EAU CLAIRE, Wis. — Thousands of students can move ahead with plans, or perhaps even cement their college choice after the announcement Friday that the University of Wisconsin (UW) system will open its campuses at Eau Claire, River Falls and Stout this fall.
All three universities, which just completed their spring semesters using distance learning and other delivery methods due to the COVID-19 pandemic, are putting comprehensive plans in place that will allow faculty, staff and students to return to campus safely.
University housing will be available to students at all three campuses. UW-Eau Claire and UW-River Falls begin classes Sept. 2, while UW-Stout starts up Sept. 9.
“In-person engagement is crucial to a transformative educational experience, and we are pleased our comprehensive planning efforts will enable us to welcome students back to campus this fall,” said UW-Eau Claire Chancellor James Schmidt in a released statement. “The safety of our faculty, staff and students at UW-Eau Claire is our No. 1 priority, and UW-Stout and UW-River Falls have the same goals for their campuses."
At UW-Stout, density studies have been completed on all classrooms, labs and studio spaces to ensure students and instructors can maintain safe physical distancing.
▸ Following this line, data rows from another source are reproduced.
//! # Toolchain Module
//!
//! Risolve una volta sola (pre-flight) i tool esterni richiesti e li invoca
//! come processi figli con `tokio::process::Command`.
//!
//! ## Tool richiesti:
//! | Tool        | Uso                                             |
//! |-------------|-------------------------------------------------|
//! | `jpegoptim` | Ricompressione JPEG lossy + strip metadata      |
//! | `pngquant`  | Quantizzazione palette PNG                      |
//! | `convert`   | Split/merge TIFF, resize, bit depth, DPI        |
//! | `identify`  | Probing dimensioni / profondità / DPI           |
//! | `gs`        | Riscrittura PDF con preset di qualità           |
//! | `gifsicle`  | Ottimizzazione frame/palette GIF                |
//!
//! Nessuno stato globale: il `Toolchain` viene creato dal controller e passato
//! per riferimento ai worker.

use anyhow::{Context, Result};
use std::collections::HashMap;
use std::ffi::OsString;
use std::path::{Path, PathBuf};
use std::process::{ExitStatus, Stdio};
use tokio::process::Command;
use tracing::{debug, error, warn};

use crate::error::OptimizeError;
use crate::tool_resolver::ToolPathResolver;

/// External binaries the pipeline depends on
#[derive(Debug, Clone, Copy, PartialEq, Eq, Hash)]
pub enum Tool {
    Jpegoptim,
    Pngquant,
    Convert,
    Identify,
    Ghostscript,
    Gifsicle,
}

impl Tool {
    pub const ALL: [Tool; 6] = [
        Tool::Jpegoptim,
        Tool::Pngquant,
        Tool::Convert,
        Tool::Identify,
        Tool::Ghostscript,
        Tool::Gifsicle,
    ];

    pub fn binary_name(&self) -> &'static str {
        match self {
            Tool::Jpegoptim => "jpegoptim",
            Tool::Pngquant => "pngquant",
            Tool::Convert => "convert",
            Tool::Identify => "identify",
            Tool::Ghostscript => "gs",
            Tool::Gifsicle => "gifsicle",
        }
    }
}

/// Resolved paths of every required tool
#[derive(Debug, Clone)]
pub struct Toolchain {
    paths: HashMap<Tool, PathBuf>,
}

impl Toolchain {
    /// Resolve all tools, failing with every missing one listed
    pub fn resolve(resolver: &ToolPathResolver) -> Result<Self, OptimizeError> {
        let mut paths = HashMap::new();
        let mut missing = Vec::new();

        for tool in Tool::ALL {
            match resolver.check_tool_with_instructions(tool.binary_name()) {
                Ok(path) => {
                    paths.insert(tool, path);
                }
                Err(msg) => {
                    error!("{}", msg);
                    missing.push(tool.binary_name().to_string());
                }
            }
        }

        if missing.is_empty() {
            Ok(Self { paths })
        } else {
            Err(OptimizeError::MissingDependency(missing))
        }
    }

    /// Resolve all tools from a single directory
    pub fn from_dir(dir: &Path) -> Result<Self, OptimizeError> {
        Self::resolve(&ToolPathResolver::with_search_path(None, vec![dir.to_path_buf()]))
    }

    pub fn path(&self, tool: Tool) -> &Path {
        // Every tool is inserted by `resolve`, the fallback is never taken
        self.paths
            .get(&tool)
            .map(PathBuf::as_path)
            .unwrap_or_else(|| Path::new(tool.binary_name()))
    }

    fn command(&self, tool: Tool, args: &[OsString]) -> Command {
        debug!("Running {} {:?}", tool.binary_name(), args);
        let mut command = Command::new(self.path(tool));
        command.args(args).stdin(Stdio::null());
        command
    }

    /// Run a tool and return its exit status
    pub async fn run_status(&self, tool: Tool, args: &[OsString]) -> Result<ExitStatus> {
        let start_time = std::time::Instant::now();
        let output = self
            .command(tool, args)
            .stdout(Stdio::null())
            .stderr(Stdio::piped())
            .output()
            .await
            .with_context(|| format!("Failed to spawn {}", tool.binary_name()))?;

        debug!("{} finished in {:?} with {}", tool.binary_name(), start_time.elapsed(), output.status);
        if !output.status.success() {
            let stderr = String::from_utf8_lossy(&output.stderr);
            if !stderr.trim().is_empty() {
                debug!("{} stderr: {}", tool.binary_name(), stderr.trim());
            }
        }
        Ok(output.status)
    }

    /// Run a tool, treating a non-zero exit as an error
    pub async fn run(&self, tool: Tool, args: &[OsString]) -> Result<()> {
        let status = self.run_status(tool, args).await?;
        if status.success() {
            Ok(())
        } else {
            warn!("{} failed with {}", tool.binary_name(), status);
            Err(OptimizeError::ToolFailed {
                tool: tool.binary_name().to_string(),
                status,
            }
            .into())
        }
    }

    /// Run a tool that writes its result on stdout, saving it to `output_path`
    pub async fn run_to_file(&self, tool: Tool, args: &[OsString], output_path: &Path) -> Result<()> {
        let output = self
            .command(tool, args)
            .stderr(Stdio::piped())
            .output()
            .await
            .with_context(|| format!("Failed to spawn {}", tool.binary_name()))?;

        if !output.status.success() {
            warn!("{} failed with {}", tool.binary_name(), output.status);
            return Err(OptimizeError::ToolFailed {
                tool: tool.binary_name().to_string(),
                status: output.status,
            }
            .into());
        }

        tokio::fs::write(output_path, output.stdout).await?;
        Ok(())
    }

    /// Run a tool and capture its stdout as text
    pub async fn capture(&self, tool: Tool, args: &[OsString]) -> Result<String> {
        let output = self
            .command(tool, args)
            .stderr(Stdio::null())
            .output()
            .await
            .with_context(|| format!("Failed to spawn {}", tool.binary_name()))?;

        if !output.status.success() {
            return Err(OptimizeError::ToolFailed {
                tool: tool.binary_name().to_string(),
                status: output.status,
            }
            .into());
        }
        Ok(String::from_utf8_lossy(&output.stdout).into_owned())
    }
}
Plans are being put in place for additional equipment and technology in learning spaces to support effective and safe instruction. Still, UW-Stout students will experience a combination of face to face, online and hybrid learning in the fall.
"It is tremendously important to us that our students are able to be on campus this fall and to ensure applied learning opportunities continue regardless of instructional delivery method,” said UW-Stout Chancellor Katherine Frank. “Much of our learning is hands-on, and includes the use of laboratories, studios, and related facilities. We have worked for months to plan for our fall opening to protect the health and safety of our students, faculty, staff and visitors while remaining true to our mission.”
All three campuses are consulting with local health officials to establish plans for testing students, and using contact-tracing protocols already in place for managing communicable diseases.